An Abject Fear of Failure

I’m currently reading Three and Out: Rich Rodriguez and the Michigan Wolverines in the Crucible of College Football by John U. Bacon. (The book really should be called “Three and Out: How Everyone Involved in Michigan Football Tried to Systematically Sabotage Rich Rodriguez.”) While reading, I highlighted this quote on my Kindle:

The best competitors are motivated less by a desire to win than an abject fear of failure. At the highest levels, even one loss diminishes them in some deeply personal way. For them, a victory is not a victory. It is simply a loss avoided. Rodriguez was squarely in that category.

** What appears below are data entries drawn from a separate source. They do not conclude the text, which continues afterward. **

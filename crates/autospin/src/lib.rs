//! Periodic on-chain spin scheduler.
//!
//! Submits the `startSpin()` call on a fixed cadence, guarding each cycle
//! with fee estimation, a balance sufficiency check, and pending-inclusive
//! nonce sequencing. Failures run a bounded retry ladder; the timestamp of
//! the last confirmed success is persisted so restarts resume the original
//! cadence instead of resetting it.

pub mod config;
pub mod cost;
pub mod error;
pub mod fees;
pub mod scheduler;
pub mod state;

pub use config::SpinConfig;
pub use cost::CostCheck;
pub use error::{CycleError, FatalError};
pub use fees::{FeeEstimator, FeePlan};
pub use scheduler::{Clock, Phase, SpinScheduler, SystemClock};
pub use state::{ScheduleState, StateStore};
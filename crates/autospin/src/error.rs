use ledger::LedgerError;
use thiserror::Error;

/// Startup errors. These are configuration problems, not transient
/// conditions, and terminate the process instead of entering the retry
/// ladder.
#[derive(Debug, Error)]
pub enum FatalError {
    #[error("wrong network: node reports chain id {actual}, configured {expected}")]
    ChainIdMismatch { expected: u64, actual: u64 },

    #[error("cannot reach ledger endpoint: {0}")]
    Startup(#[source] LedgerError),
}

/// Why a single cycle failed. Every variant is recoverable and feeds the
/// retry ladder; none terminates the process.
#[derive(Debug, Error)]
pub enum CycleError {
    #[error("no fee signal available and no override configured")]
    FeeUnavailable,

    #[error("insufficient funds: balance {balance}, required {required}")]
    InsufficientFunds { balance: u128, required: u128 },

    #[error("read rpc failed: {0}")]
    Fetch(#[source] LedgerError),

    #[error("submission rejected: {0}")]
    Submission(#[source] LedgerError),

    #[error("call reverted on-chain: {tx_hash}")]
    Reverted { tx_hash: String },
}
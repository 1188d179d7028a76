use crate::LedgerError;

pub fn strip_0x(input: &str) -> &str {
    if let Some(stripped) = input.strip_prefix("0x") {
        stripped
    } else if let Some(stripped) = input.strip_prefix("0X") {
        stripped
    } else {
        input
    }
}

pub fn parse_hex_bytes<const N: usize>(input: &str) -> Result<[u8; N], LedgerError> {
    let raw = strip_0x(input);
    let bytes = hex::decode(raw).map_err(|e| LedgerError::InvalidHex(e.to_string()))?;
    if bytes.len() != N {
        return Err(LedgerError::InvalidLength {
            expected: N,
            actual: bytes.len(),
        });
    }
    let mut out = [0u8; N];
    out.copy_from_slice(&bytes);
    Ok(out)
}

pub fn format_hex_prefixed(bytes: &[u8]) -> String {
    format!("0x{}", hex::encode(bytes))
}

pub fn parse_hex_u64(input: &str) -> Result<u64, LedgerError> {
    let raw = strip_0x(input);
    if raw.is_empty() {
        return Err(LedgerError::InvalidHex("empty hex value".to_string()));
    }
    u64::from_str_radix(raw, 16).map_err(|e| LedgerError::InvalidHex(e.to_string()))
}

pub fn parse_hex_u128(input: &str) -> Result<u128, LedgerError> {
    let raw = strip_0x(input);
    if raw.is_empty() {
        return Err(LedgerError::InvalidHex("empty hex value".to_string()));
    }
    u128::from_str_radix(raw, 16).map_err(|e| LedgerError::InvalidHex(e.to_string()))
}

pub fn format_hex_u64(value: u64) -> String {
    format!("0x{value:x}")
}

pub fn format_hex_u128(value: u128) -> String {
    format!("0x{value:x}")
}

/// Parse a human-denominated decimal string into base units, scaling by
/// `decimals`. Equivalent to scaling "1.5" by 9 into 1_500_000_000.
/// Rejects empty input, non-digit characters, more fractional digits than
/// `decimals`, and values that do not fit in a u128.
pub fn parse_units(input: &str, decimals: u32) -> Result<u128, LedgerError> {
    let trimmed = input.trim();
    if trimmed.is_empty() {
        return Err(LedgerError::InvalidAmount("empty value".to_string()));
    }

    let (whole, frac) = match trimmed.split_once('.') {
        Some((w, f)) => (w, f),
        None => (trimmed, ""),
    };
    if whole.is_empty() && frac.is_empty() {
        return Err(LedgerError::InvalidAmount(trimmed.to_string()));
    }
    if !whole.chars().all(|c| c.is_ascii_digit()) || !frac.chars().all(|c| c.is_ascii_digit()) {
        return Err(LedgerError::InvalidAmount(trimmed.to_string()));
    }
    if frac.len() > decimals as usize {
        return Err(LedgerError::InvalidAmount(format!(
            "{trimmed}: more than {decimals} fractional digits"
        )));
    }

    let scale = 10u128
        .checked_pow(decimals)
        .ok_or_else(|| LedgerError::InvalidAmount(format!("decimals {decimals} out of range")))?;

    let whole_part = if whole.is_empty() {
        0u128
    } else {
        whole
            .parse::<u128>()
            .map_err(|e| LedgerError::InvalidAmount(e.to_string()))?
    };

    let frac_part = if frac.is_empty() {
        0u128
    } else {
        let padded = 10u128.pow(decimals - frac.len() as u32);
        frac.parse::<u128>()
            .map_err(|e| LedgerError::InvalidAmount(e.to_string()))?
            .checked_mul(padded)
            .ok_or_else(|| LedgerError::InvalidAmount(trimmed.to_string()))?
    };

    whole_part
        .checked_mul(scale)
        .and_then(|w| w.checked_add(frac_part))
        .ok_or_else(|| LedgerError::InvalidAmount(format!("{trimmed}: overflows u128")))
}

My partners and I are all pretty fiercely competitive. Maybe not as much as a college football coach (the best of whom are maybe the most competitive people on earth), but certainly closer on a competitive spectrum to a coach than we are to your average 9-5er.

We want to build the very best business that we can. Every. Single. Day. And “best” isn’t just about money, it’s about culture and happiness and enjoying what you spend most of your waking life doing. I know for myself personally, “losing” – a decrease in sales, employees leaving us, etc – scares the crap out of me. The business itself failing even more so. I can lose sleep just thinking about that happening.

We are obsessed with not losing. I think that mostly this is a good thing. To counterbalance things, we make sure we always compliment each others’ good work, and that we set aside times to celebrate our successes. For instance, at our holiday party this past year, we put up a slide of about 10 amazing things we accomplished in 2012. We spent about 20 minutes walking through them and attempting to put into context just how impressive each one was. We then went out and celebrated with a nice dinner.

But that was that, and the next day we got back to focusing on doing the things necessary to win our next game. Patting yourself on the back for too long is a surefire way to put yourself out of business. Somewhat paradoxically, being scared shitless of failing is often the best way to succeed.